CRM Analytics of PERSONA dataset
RFM Analysis In this study, customer segmentation was performed with RFM (Recency, Frequency, Monetary ) which is one of the Customer Relationship Management methods. RFM analysis measures customers in each category, according to Troy Segal’s article in Investopedia, a measurement value of 1-5 is common, with 5 as the highest/best value. The average of these categories results in a ranking of the “best” customers. (https://www.investopedia.com/terms/r/rfm-recency-frequency-monetary-value.asp)
According to the Pareto principle, quite often 80 % of all results are based on 20% of actions/measures, which is why it’s also known as the “80/20 principle”. In marketing, the Pareto principle is often interpreted to mean that 80 % of the revenue is based on 20 % of the total customer base. RFM thereby determines characteristics that make up loyal, high-revenue customers. Therefore, segmenting the customers who have different effects on the system is important in customer-based marketing. In this way, it can be ensured that the churn customer rejoins the system, the loyalty of the customers who have just entered the system is increased, or the customers who have been in the system for a long time feel more valuable.
Customers who have just purchased something are more likely to be loyal than customers whose last purchase was months or even years ago
.Loyal customers buy more frequently from a company. Accordingly, the value of purchase frequency is higher for them than for other customers.
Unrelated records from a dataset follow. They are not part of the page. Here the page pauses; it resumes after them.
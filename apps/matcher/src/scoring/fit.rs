//! Fit Scoring: four-component weighted match of a candidate profile against a requirement profile.
//!
//! Algorithm:
//! 1. skills     = 0.4 × Jaccard + 0.6 × coverage of required skills (0.5 if none required)
//! 2. experience = piecewise on candidate/required years (0.8 if none required)
//! 3. education  = 1.0 met, 0.7 one level short, 0.4 further short
//! 4. semantic   = cosine similarity of the two embeddings, clamped to [0, 1]
//! 5. overall    = Σ(weight × component); without embeddings the semantic
//!    weight is spread proportionally over the other three
//!
//! Every surfaced score is rounded to 4 decimals.

use std::collections::BTreeSet;

use crate::config::ScoringWeights;
use crate::errors::EmbeddingError;
use crate::models::{EducationLevel, ExtractedProfile, MatchBreakdown};
use crate::scoring::embedding::semantic_similarity;
use crate::scoring::round4;

// ────────────────────────────────────────────────────────────────────────────
// Component constants
// ────────────────────────────────────────────────────────────────────────────

const JACCARD_WEIGHT: f64 = 0.4;
const COVERAGE_WEIGHT: f64 = 0.6;
const NO_SKILLS_REQUIRED: f64 = 0.5;

const NO_EXPERIENCE_REQUIRED: f64 = 0.8;
const MEETS_EXPERIENCE_BASE: f64 = 0.95;
const SURPLUS_BONUS_PER_YEAR: f64 = 0.01;
const NEAR_MISS_RATIO: f64 = 0.8;

const ONE_LEVEL_SHORT: f64 = 0.7;
const FURTHER_SHORT: f64 = 0.4;

// ────────────────────────────────────────────────────────────────────────────
// Components
// ────────────────────────────────────────────────────────────────────────────

/// Skills component plus the matched/missing split of the required skills.
#[derive(Debug, Clone, PartialEq)]
pub struct SkillsMatch {
    pub score: f64,
    pub matched: BTreeSet<String>,
    pub missing: BTreeSet<String>,
}

pub fn skills_match(candidate: &BTreeSet<String>, required: &BTreeSet<String>) -> SkillsMatch {
    let matched: BTreeSet<String> = required.intersection(candidate).cloned().collect();
    let missing: BTreeSet<String> = required.difference(candidate).cloned().collect();

    let score = if required.is_empty() {
        NO_SKILLS_REQUIRED
    } else {
        let union = candidate.union(required).count();
        let jaccard = matched.len() as f64 / union as f64;
        let coverage = matched.len() as f64 / required.len() as f64;
        JACCARD_WEIGHT * jaccard + COVERAGE_WEIGHT * coverage
    };

    SkillsMatch {
        score,
        matched,
        missing,
    }
}

/// Experience component. Meeting the requirement scores at least 0.95; falling
/// short drops gently down to 80% of the requirement, then steeply.
pub fn experience_match(candidate_years: f64, required_years: f64) -> f64 {
    if required_years <= 0.0 {
        return NO_EXPERIENCE_REQUIRED;
    }
    if candidate_years >= required_years {
        let surplus = candidate_years - required_years;
        return (MEETS_EXPERIENCE_BASE + SURPLUS_BONUS_PER_YEAR * surplus).min(1.0);
    }

    let ratio = candidate_years.max(0.0) / required_years;
    if ratio >= NEAR_MISS_RATIO {
        0.7 + (ratio - NEAR_MISS_RATIO) * 1.25
    } else {
        ratio * 0.875
    }
}

pub fn education_match(candidate: EducationLevel, required: EducationLevel) -> f64 {
    if candidate >= required {
        return 1.0;
    }
    match required.ordinal() - candidate.ordinal() {
        1 => ONE_LEVEL_SHORT,
        _ => FURTHER_SHORT,
    }
}

// ────────────────────────────────────────────────────────────────────────────
// FitScorer
// ────────────────────────────────────────────────────────────────────────────

#[derive(Debug, Clone, Copy, Default)]
pub struct FitScorer {
    weights: ScoringWeights,
}

impl FitScorer {
    /// Weights are taken as given; `EngineConfig` validates them on load.
    pub fn new(weights: ScoringWeights) -> Self {
        Self { weights }
    }

    pub fn weights(&self) -> &ScoringWeights {
        &self.weights
    }

    /// Scores `candidate` against the requirement profile `job`.
    ///
    /// `embeddings` is `(candidate, job)`. When absent the semantic component
    /// reads 0.0 and does not count towards the overall score.
    pub fn score(
        &self,
        candidate: &ExtractedProfile,
        job: &ExtractedProfile,
        embeddings: Option<(&[f32], &[f32])>,
    ) -> Result<MatchBreakdown, EmbeddingError> {
        let skills = skills_match(&candidate.skills, &job.skills);
        let experience = experience_match(candidate.experience_years, job.experience_years);
        let education = education_match(candidate.education_level, job.education_level);
        let semantic = embeddings
            .map(|(a, b)| semantic_similarity(a, b))
            .transpose()?;

        let w = &self.weights;
        let lexical = w.skills * skills.score + w.experience * experience + w.education * education;
        let overall = match semantic {
            Some(sim) => lexical + w.semantic * sim,
            None => {
                let remaining = w.skills + w.experience + w.education;
                if remaining > 0.0 {
                    lexical / remaining
                } else {
                    0.0
                }
            }
        };

        Ok(MatchBreakdown {
            overall_score: round4(overall.clamp(0.0, 1.0)),
            skills_score: round4(skills.score),
            experience_score: round4(experience),
            education_score: round4(education),
            semantic_score: round4(semantic.unwrap_or(0.0)),
            total_required_skills: job.skills.len(),
            matched_skills: skills.matched,
            missing_skills: skills.missing,
            experience_met: candidate.experience_years >= job.experience_years,
            semantic_used: semantic.is_some(),
        })
    }
}

// ────────────────────────────────────────────────────────────────────────────
// Tests
// ────────────────────────────────────────────────────────────────────────────

#[cfg(test)]
mod tests {
    use super::*;

    fn set(items: &[&str]) -> BTreeSet<String> {
        items.iter().map(|s| s.to_string()).collect()
    }

    fn profile(skills: &[&str], years: f64, education: EducationLevel) -> ExtractedProfile {
        ExtractedProfile {
            skills: set(skills),
            experience_years: years,
            education_level: education,
            ..Default::default()
        }
    }

    fn approx(a: f64, b: f64) -> bool {
        (a - b).abs() < 1e-9
    }

    #[test]
    fn test_experience_no_requirement_is_neutral() {
        assert_eq!(experience_match(5.0, 0.0), 0.8);
        assert_eq!(experience_match(0.0, 0.0), 0.8);
    }

    #[test]
    fn test_experience_surplus_caps_at_one() {
        assert!(approx(experience_match(10.0, 5.0), 1.0));
        assert!(approx(experience_match(5.0, 5.0), 0.95));
        assert!(approx(experience_match(7.0, 5.0), 0.97));
    }

    #[test]
    fn test_experience_shortfall() {
        let score = experience_match(2.0, 5.0);
        assert!(approx(score, 0.35), "Score was {score}");
        // ratio 0.9 sits in the gentle band
        let score = experience_match(4.5, 5.0);
        assert!(approx(score, 0.825), "Score was {score}");
    }

    #[test]
    fn test_experience_bands_meet_at_near_miss_ratio() {
        assert!(approx(experience_match(4.0, 5.0), 0.7));
        assert!(experience_match(3.99, 5.0) < 0.7);
    }

    #[test]
    fn test_education_levels() {
        use EducationLevel::*;
        assert_eq!(education_match(Bachelor, Master), 0.7);
        assert_eq!(education_match(None, Master), 0.4);
        assert_eq!(education_match(Phd, Bachelor), 1.0);
        assert_eq!(education_match(None, None), 1.0);
    }

    #[test]
    fn test_skills_no_requirement_is_half() {
        let m = skills_match(&set(&["rust"]), &BTreeSet::new());
        assert_eq!(m.score, 0.5);
        assert!(m.matched.is_empty() && m.missing.is_empty());
    }

    #[test]
    fn test_skills_blend_jaccard_and_coverage() {
        // matched {rust, sql}; union 4; required 3
        let m = skills_match(&set(&["rust", "sql", "go"]), &set(&["rust", "sql", "kafka"]));
        let expected = 0.4 * (2.0 / 4.0) + 0.6 * (2.0 / 3.0);
        assert!(approx(m.score, expected), "Score was {}", m.score);
        assert_eq!(m.matched, set(&["rust", "sql"]));
        assert_eq!(m.missing, set(&["kafka"]));
    }

    #[test]
    fn test_full_score_with_embeddings() {
        let scorer = FitScorer::default();
        let candidate = profile(&["rust", "sql"], 6.0, EducationLevel::Master);
        let job = profile(&["rust", "sql"], 5.0, EducationLevel::Bachelor);
        let e = [0.2_f32, 0.4, 0.1];

        let b = scorer.score(&candidate, &job, Some((&e[..], &e[..]))).unwrap();
        // skills 1.0, experience 0.96, education 1.0, semantic 1.0
        assert_eq!(b.skills_score, 1.0);
        assert_eq!(b.experience_score, 0.96);
        assert_eq!(b.semantic_score, 1.0);
        assert_eq!(b.overall_score, 0.992);
        assert!(b.semantic_used);
        assert!(b.experience_met);
        assert_eq!(b.total_required_skills, 2);
    }

    #[test]
    fn test_missing_embeddings_redistribute_weight() {
        let scorer = FitScorer::default();
        let candidate = profile(&["rust"], 2.0, EducationLevel::Bachelor);
        let job = profile(&["rust", "kafka"], 5.0, EducationLevel::Master);

        let b = scorer.score(&candidate, &job, None).unwrap();
        assert!(!b.semantic_used);
        assert!(!b.experience_met);
        assert_eq!(b.semantic_score, 0.0);

        // skills 0.4·0.5 + 0.6·0.5 = 0.5, experience 0.35, education 0.7
        let expected = (0.4 * 0.5 + 0.2 * 0.35 + 0.1 * 0.7) / 0.7;
        assert_eq!(b.overall_score, round4(expected));
        assert_eq!(b.missing_skills, set(&["kafka"]));
    }

    #[test]
    fn test_negative_similarity_clamped() {
        let scorer = FitScorer::default();
        let p = profile(&[], 0.0, EducationLevel::None);
        let (a, opposite) = ([1.0_f32, 0.0], [-1.0_f32, 0.0]);
        let b = scorer.score(&p, &p, Some((&a[..], &opposite[..]))).unwrap();
        assert_eq!(b.semantic_score, 0.0);
        assert!(b.semantic_used);
        // 0.4·0.5 + 0.2·0.8 + 0.1·1.0
        assert_eq!(b.overall_score, 0.46);
    }

    #[test]
    fn test_bad_embedding_is_error_not_nan() {
        let scorer = FitScorer::default();
        let p = profile(&["rust"], 1.0, EducationLevel::None);
        let (a, short) = ([1.0_f32, 2.0], [1.0_f32]);
        let err = scorer.score(&p, &p, Some((&a[..], &short[..]))).unwrap_err();
        assert_eq!(err, EmbeddingError::DimensionMismatch { left: 2, right: 1 });
    }

    #[test]
    fn test_scores_bounded() {
        let scorer = FitScorer::default();
        let candidate = profile(&["rust", "go", "sql"], 40.0, EducationLevel::Phd);
        let job = profile(&["java"], 3.0, EducationLevel::Bachelor);
        let b = scorer.score(&candidate, &job, None).unwrap();
        for s in [b.overall_score, b.skills_score, b.experience_score, b.education_score] {
            assert!((0.0..=1.0).contains(&s), "Score was {s}");
        }
    }
}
Loyal customers often spend more money with their favorite companies than other customers. They can be motivated, for example, by promotions, product recommendations and offers.
The dataset includes the sales of an online store between 2010 and 2011.
Invoice — Invoice Number “If this code starts with C, it means that the operation has been cancelled..”
StockCode — Product code “Unique number for each product.”
Description — Product Description
Quantity — Number of products purchased
InvoiceDate — Invoice Date
Price — Unit price(Sterling)
CustomerID - Unique number for each customer
Country — Name of the country